- **Problem requirements**:
Your reply should hold only the lines from the records below where "LeadSearchService" occurs.

- **Extracted data**:

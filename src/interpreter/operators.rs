//! Operator semantics shared by scalars and matrices.
//!
//! Integer operands use checked arithmetic whether they are scalars or
//! matrix elements. Matrices combine element by element, except for the
//! linear `*` between two matrices, which is the matrix product.

use std::fmt::Display;

use crate::{
    ast::expressions::{ArithOp, CompareOp},
    errors::errors::ErrorImpl,
};

use super::{
    matrix::{Element, Matrix},
    value::Value,
};

/// Longest string `repeat` may build, in bytes.
const MAX_STRING_BYTES: usize = isize::MAX as usize;

fn unsupported(operator: impl Display, left: &Value, right: &Value) -> ErrorImpl {
    ErrorImpl::UnsupportedOperation {
        operator: operator.to_string(),
        left: left.type_name().to_string(),
        right: right.type_name().to_string(),
    }
}

fn int_arith(op: ArithOp, a: i64, b: i64) -> Result<i64, ErrorImpl> {
    let result = match op {
        ArithOp::Add => a.checked_add(b),
        ArithOp::Sub => a.checked_sub(b),
        ArithOp::Mul => a.checked_mul(b),
        ArithOp::Div => {
            if b == 0 {
                return Err(ErrorImpl::DivisionByZero);
            }
            a.checked_div(b)
        }
    };
    result.ok_or(ErrorImpl::IntegerOverflow)
}

fn float_arith(op: ArithOp, a: f64, b: f64) -> Result<f64, ErrorImpl> {
    match op {
        ArithOp::Add => Ok(a + b),
        ArithOp::Sub => Ok(a - b),
        ArithOp::Mul => Ok(a * b),
        ArithOp::Div if b == 0.0 => Err(ErrorImpl::DivisionByZero),
        ArithOp::Div => Ok(a / b),
    }
}

/// Element operation for matrices. Two integers use the checked scalar
/// rules; once a float is involved IEEE rules apply, including division by
/// zero.
fn element_arith(op: ArithOp, a: Element, b: Element) -> Result<Element, ErrorImpl> {
    match (a, b) {
        (Element::Int(a), Element::Int(b)) => int_arith(op, a, b).map(Element::Int),
        (a, b) => {
            let (a, b) = (a.as_float(), b.as_float());
            let value = match op {
                ArithOp::Add => a + b,
                ArithOp::Sub => a - b,
                ArithOp::Mul => a * b,
                ArithOp::Div => a / b,
            };
            Ok(Element::Float(value))
        }
    }
}

fn repeat(text: &str, count: i64) -> Result<String, ErrorImpl> {
    let count = usize::try_from(count.max(0)).unwrap_or(usize::MAX);
    match text.len().checked_mul(count) {
        Some(bytes) if bytes <= MAX_STRING_BYTES => Ok(text.repeat(count)),
        _ => Err(ErrorImpl::SizeOverflow {
            what: format!("a string of {} bytes repeated {} times", text.len(), count),
        }),
    }
}

fn elementwise(op: ArithOp, left: &Matrix, right: &Matrix) -> Result<Value, ErrorImpl> {
    let result = left.combine(right, op.symbol(), |a, b| element_arith(op, a, b))?;
    Ok(Value::Matrix(result))
}

/// Applies `op` between every element of `matrix` and `scalar`.
fn broadcast(
    op: ArithOp,
    matrix: &Matrix,
    scalar: Element,
    scalar_first: bool,
) -> Result<Value, ErrorImpl> {
    let integral = matrix.is_integral() && matches!(scalar, Element::Int(_));
    let result = matrix.try_map(integral, |element| {
        if scalar_first {
            element_arith(op, scalar, element)
        } else {
            element_arith(op, element, scalar)
        }
    })?;
    Ok(Value::Matrix(result))
}

/// Scalar or elementwise `+ - * /`. A number meeting a matrix is applied
/// to every element.
pub fn arithmetic(op: ArithOp, left: &Value, right: &Value) -> Result<Value, ErrorImpl> {
    match (left, right) {
        (Value::Int(a), Value::Int(b)) => int_arith(op, *a, *b).map(Value::Int),
        (Value::Int(_) | Value::Float(_), Value::Int(_) | Value::Float(_)) => {
            let a = left.as_element().ok_or_else(|| unsupported(op, left, right))?;
            let b = right.as_element().ok_or_else(|| unsupported(op, left, right))?;
            float_arith(op, a.as_float(), b.as_float()).map(Value::Float)
        }
        (Value::Str(a), Value::Str(b)) if op == ArithOp::Add => Ok(Value::Str(format!("{}{}", a, b))),
        (Value::Str(text), Value::Int(count)) | (Value::Int(count), Value::Str(text))
            if op == ArithOp::Mul =>
        {
            repeat(text, *count).map(Value::Str)
        }
        (Value::Matrix(a), Value::Matrix(b)) => elementwise(op, a, b),
        (Value::Matrix(matrix), scalar) => {
            let scalar = scalar.as_element().ok_or_else(|| unsupported(op, left, right))?;
            broadcast(op, matrix, scalar, false)
        }
        (scalar, Value::Matrix(matrix)) => {
            let scalar = scalar.as_element().ok_or_else(|| unsupported(op, left, right))?;
            broadcast(op, matrix, scalar, true)
        }
        _ => Err(unsupported(op, left, right)),
    }
}

/// Linear `+ - * /`: the matrix product for `*` between matrices,
/// [`arithmetic`] otherwise.
pub fn linear(op: ArithOp, left: &Value, right: &Value) -> Result<Value, ErrorImpl> {
    match (op, left, right) {
        (ArithOp::Mul, Value::Matrix(a), Value::Matrix(b)) => Ok(Value::Matrix(a.matmul(b)?)),
        _ => arithmetic(op, left, right),
    }
}

fn holds<T: PartialOrd>(op: CompareOp, a: T, b: T) -> bool {
    match op {
        CompareOp::Less => a < b,
        CompareOp::Greater => a > b,
        CompareOp::LessEquals => a <= b,
        CompareOp::GreaterEquals => a >= b,
        CompareOp::Equals => a == b,
        CompareOp::NotEquals => a != b,
    }
}

pub fn compare(op: CompareOp, left: &Value, right: &Value) -> Result<Value, ErrorImpl> {
    let result = match (left, right) {
        (Value::Int(a), Value::Int(b)) => holds(op, a, b),
        (Value::Int(_) | Value::Float(_), Value::Int(_) | Value::Float(_)) => {
            let a = left.as_element().ok_or_else(|| unsupported(op, left, right))?;
            let b = right.as_element().ok_or_else(|| unsupported(op, left, right))?;
            holds(op, a.as_float(), b.as_float())
        }
        (Value::Str(a), Value::Str(b)) => holds(op, a, b),
        (Value::Bool(a), Value::Bool(b)) if matches!(op, CompareOp::Equals | CompareOp::NotEquals) => {
            holds(op, a, b)
        }
        _ => return Err(unsupported(op, left, right)),
    };
    Ok(Value::Bool(result))
}

pub fn negate(value: &Value) -> Result<Value, ErrorImpl> {
    match value {
        Value::Int(value) => value
            .checked_neg()
            .map(Value::Int)
            .ok_or(ErrorImpl::IntegerOverflow),
        Value::Float(value) => Ok(Value::Float(-value)),
        Value::Matrix(matrix) => {
            let negated = matrix.try_map(matrix.is_integral(), |element| match element {
                Element::Int(value) => value
                    .checked_neg()
                    .map(Element::Int)
                    .ok_or(ErrorImpl::IntegerOverflow),
                Element::Float(value) => Ok(Element::Float(-value)),
            })?;
            Ok(Value::Matrix(negated))
        }
        other => Err(ErrorImpl::UnsupportedUnary {
            operator: String::from("-"),
            operand: other.type_name().to_string(),
        }),
    }
}
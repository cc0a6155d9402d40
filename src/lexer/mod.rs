//! Lexical analysis.
//!
//! Converts source text into a stream of tokens using an ordered table of
//! regular expressions. The first rule that matches at the current offset
//! wins, so longer operators are listed before their prefixes.

pub mod lexer;
pub mod tokens;

#[cfg(test)]
mod tests;
//! Abstract Syntax Tree definitions.
//!
//! The tree is stored in a flat arena: expressions and statements are
//! addressed by [`ast::ExprId`] and [`ast::StmtId`], and child links are ids
//! rather than boxes. Inference results never live on the nodes themselves;
//! the type checker writes them to a [`types::TypeTable`] keyed by `ExprId`.
//!
//! - `ast` - the arena and node ids
//! - `expressions` - expression kinds and operators
//! - `statements` - statement kinds and assignment operators
//! - `types` - the type lattice, shapes and the annotation side table

pub mod ast;
pub mod expressions;
pub mod statements;
pub mod types;

#[cfg(test)]
mod tests;
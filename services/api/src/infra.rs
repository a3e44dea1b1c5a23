use metrics_exporter_prometheus::PrometheusHandle;
use secret_finder::config::{AppConfig, FileKeyStore, KeyStore};
use secret_finder::providers::{HttpProviders, ProviderFactory};
use secret_finder::workflows::leads::LeadSearchService;
use secret_finder::workflows::outreach::OutreachLedger;
use secret_finder::workflows::watch::{
    DiscordWebhook, FileStateBackend, StateBackend, WatchStore, Watchtower,
};
use std::sync::atomic::AtomicBool;
use std::sync::Arc;

#[derive(Clone)]
pub(crate) struct AppState {
    pub(crate) readiness: Arc<AtomicBool>,
    pub(crate) metrics: Arc<PrometheusHandle>,
}

/// Everything the routes and CLI commands operate on.
#[derive(Clone)]
pub(crate) struct Services {
    pub(crate) keys: Arc<dyn KeyStore>,
    pub(crate) search: Arc<LeadSearchService>,
    pub(crate) watchtower: Arc<Watchtower>,
    pub(crate) outreach: Arc<OutreachLedger>,
}

impl Services {
    /// File-backed state and credentials, hosted providers, Discord alerts.
    pub(crate) fn from_config(config: &AppConfig) -> Self {
        let keys: Arc<dyn KeyStore> = Arc::new(FileKeyStore::new(&config.storage.key_file_path));
        let backend: Arc<dyn StateBackend> =
            Arc::new(FileStateBackend::new(&config.storage.state_path));
        Self::assemble(config, keys, backend, Arc::new(HttpProviders))
    }

    pub(crate) fn assemble(
        config: &AppConfig,
        keys: Arc<dyn KeyStore>,
        backend: Arc<dyn StateBackend>,
        providers: Arc<dyn ProviderFactory>,
    ) -> Self {
        let search = LeadSearchService::new(
            keys.clone(),
            providers.clone(),
            config.search.max_pages,
            config.watch.hunt_results_limit,
        );
        let watchtower = Watchtower::new(
            Arc::new(WatchStore::new(backend)),
            keys.clone(),
            providers,
            Arc::new(DiscordWebhook::new()),
            config.watch.results_limit,
        );

        Self {
            keys,
            search: Arc::new(search),
            watchtower: Arc::new(watchtower),
            outreach: Arc::new(OutreachLedger::default()),
        }
    }
}
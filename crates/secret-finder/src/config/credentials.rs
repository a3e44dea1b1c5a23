use std::env;
use std::fs;
use std::path::PathBuf;
use std::sync::{Arc, Mutex};

use serde::{Deserialize, Serialize};
use tracing::warn;

/// Provider credentials and the webhook destination, resolved from the key
/// file with environment fallbacks.
#[derive(Debug, Clone, Default, PartialEq, Eq)]
pub struct ApiKeys {
    pub serpapi_key: Option<String>,
    pub apify_token: Option<String>,
    pub discord_webhook: Option<String>,
}

impl ApiKeys {
    pub fn from_env() -> Self {
        Self {
            serpapi_key: non_empty(env::var("SERPAPI_KEY").ok()),
            apify_token: non_empty(env::var("APIFY_TOKEN").ok()),
            discord_webhook: non_empty(env::var("DISCORD_WEBHOOK").ok()),
        }
    }

    pub fn require_serpapi(&self) -> Result<&str, CredentialError> {
        self.serpapi_key
            .as_deref()
            .ok_or(CredentialError::Missing("SERPAPI_KEY"))
    }

    pub fn require_apify(&self) -> Result<&str, CredentialError> {
        self.apify_token
            .as_deref()
            .ok_or(CredentialError::Missing("APIFY_TOKEN"))
    }

    /// Stored values win; blank stored values fall through to the defaults.
    fn overlay(stored: StoredKeys, defaults: &ApiKeys) -> Self {
        Self {
            serpapi_key: non_empty(stored.serpapi_key).or_else(|| defaults.serpapi_key.clone()),
            apify_token: non_empty(stored.apify_token).or_else(|| defaults.apify_token.clone()),
            discord_webhook: non_empty(stored.discord_webhook)
                .or_else(|| defaults.discord_webhook.clone()),
        }
    }
}

/// Operator-submitted settings. Absent fields leave the stored value alone.
#[derive(Debug, Clone, Default, Deserialize)]
pub struct KeyUpdate {
    #[serde(default)]
    pub serpapi_key: Option<String>,
    #[serde(default)]
    pub apify_token: Option<String>,
    #[serde(default)]
    pub discord_webhook: Option<String>,
}

/// Durable key/value store for credentials, consulted before every external call.
pub trait KeyStore: Send + Sync {
    fn keys(&self) -> ApiKeys;
    fn update(&self, update: KeyUpdate) -> Result<(), CredentialError>;
}

#[derive(Debug, thiserror::Error)]
pub enum CredentialError {
    #[error("Missing {0}. Add it in Settings.")]
    Missing(&'static str),
    #[error("unable to access key file: {0}")]
    Io(#[from] std::io::Error),
    #[error("key file is not valid JSON: {0}")]
    Json(#[from] serde_json::Error),
    #[error("credential task failed: {0}")]
    Task(#[from] tokio::task::JoinError),
}

/// Reads the credentials on the blocking pool.
pub async fn current_keys(store: &Arc<dyn KeyStore>) -> Result<ApiKeys, CredentialError> {
    let store = Arc::clone(store);
    Ok(tokio::task::spawn_blocking(move || store.keys()).await?)
}

/// Applies a settings update on the blocking pool.
pub async fn update_keys(store: &Arc<dyn KeyStore>, update: KeyUpdate) -> Result<(), CredentialError> {
    let store = Arc::clone(store);
    tokio::task::spawn_blocking(move || store.update(update)).await?
}

#[derive(Debug, Clone, Default, Serialize, Deserialize)]
struct StoredKeys {
    #[serde(default, skip_serializing_if = "Option::is_none")]
    serpapi_key: Option<String>,
    #[serde(default, skip_serializing_if = "Option::is_none")]
    apify_token: Option<String>,
    #[serde(default, skip_serializing_if = "Option::is_none")]
    discord_webhook: Option<String>,
}

/// `keys.json`-backed credential store.
#[derive(Debug)]
pub struct FileKeyStore {
    path: PathBuf,
    defaults: ApiKeys,
    write_lock: Mutex<()>,
}

impl FileKeyStore {
    pub fn new(path: impl Into<PathBuf>) -> Self {
        Self::with_defaults(path, ApiKeys::from_env())
    }

    pub fn with_defaults(path: impl Into<PathBuf>, defaults: ApiKeys) -> Self {
        Self {
            path: path.into(),
            defaults,
            write_lock: Mutex::new(()),
        }
    }

    fn read_stored(&self) -> Result<StoredKeys, CredentialError> {
        if !self.path.exists() {
            return Ok(StoredKeys::default());
        }
        let raw = fs::read_to_string(&self.path)?;
        if raw.trim().is_empty() {
            return Ok(StoredKeys::default());
        }
        Ok(serde_json::from_str(&raw)?)
    }
}

impl KeyStore for FileKeyStore {
    fn keys(&self) -> ApiKeys {
        let stored = match self.read_stored() {
            Ok(stored) => stored,
            Err(err) => {
                warn!(path = %self.path.display(), error = %err, "falling back to environment credentials");
                StoredKeys::default()
            }
        };
        ApiKeys::overlay(stored, &self.defaults)
    }

    fn update(&self, update: KeyUpdate) -> Result<(), CredentialError> {
        let _guard = self
            .write_lock
            .lock()
            .unwrap_or_else(|poisoned| poisoned.into_inner());

        // An unreadable file is replaced rather than blocking the operator.
        let mut stored = self.read_stored().unwrap_or_default();
        if let Some(value) = update.serpapi_key {
            stored.serpapi_key = Some(value.trim().to_string());
        }
        if let Some(value) = update.apify_token {
            stored.apify_token = Some(value.trim().to_string());
        }
        if let Some(value) = update.discord_webhook {
            stored.discord_webhook = Some(value.trim().to_string());
        }

        let json = serde_json::to_string_pretty(&stored)?;
        fs::write(&self.path, json)?;
        Ok(())
    }
}

/// Process-local credentials, for wiring without a key file.
#[derive(Debug, Default)]
pub struct MemoryKeyStore {
    keys: Mutex<ApiKeys>,
}

impl MemoryKeyStore {
    pub fn new(keys: ApiKeys) -> Self {
        Self {
            keys: Mutex::new(keys),
        }
    }
}

impl KeyStore for MemoryKeyStore {
    fn keys(&self) -> ApiKeys {
        self.keys
            .lock()
            .unwrap_or_else(|poisoned| poisoned.into_inner())
            .clone()
    }

    fn update(&self, update: KeyUpdate) -> Result<(), CredentialError> {
        let mut keys = self
            .keys
            .lock()
            .unwrap_or_else(|poisoned| poisoned.into_inner());
        let trimmed = |value: String| non_empty(Some(value.trim().to_string()));
        if let Some(value) = update.serpapi_key {
            keys.serpapi_key = trimmed(value);
        }
        if let Some(value) = update.apify_token {
            keys.apify_token = trimmed(value);
        }
        if let Some(value) = update.discord_webhook {
            keys.discord_webhook = trimmed(value);
        }
        Ok(())
    }
}

fn non_empty(value: Option<String>) -> Option<String> {
    value.filter(|value| !value.trim().is_empty())
}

- **Answer for this exercise**:
use secret_finder::workflows::leads::LeadSearchService;
    pub(crate) search: Arc<LeadSearchService>,
        let search = LeadSearchService::new(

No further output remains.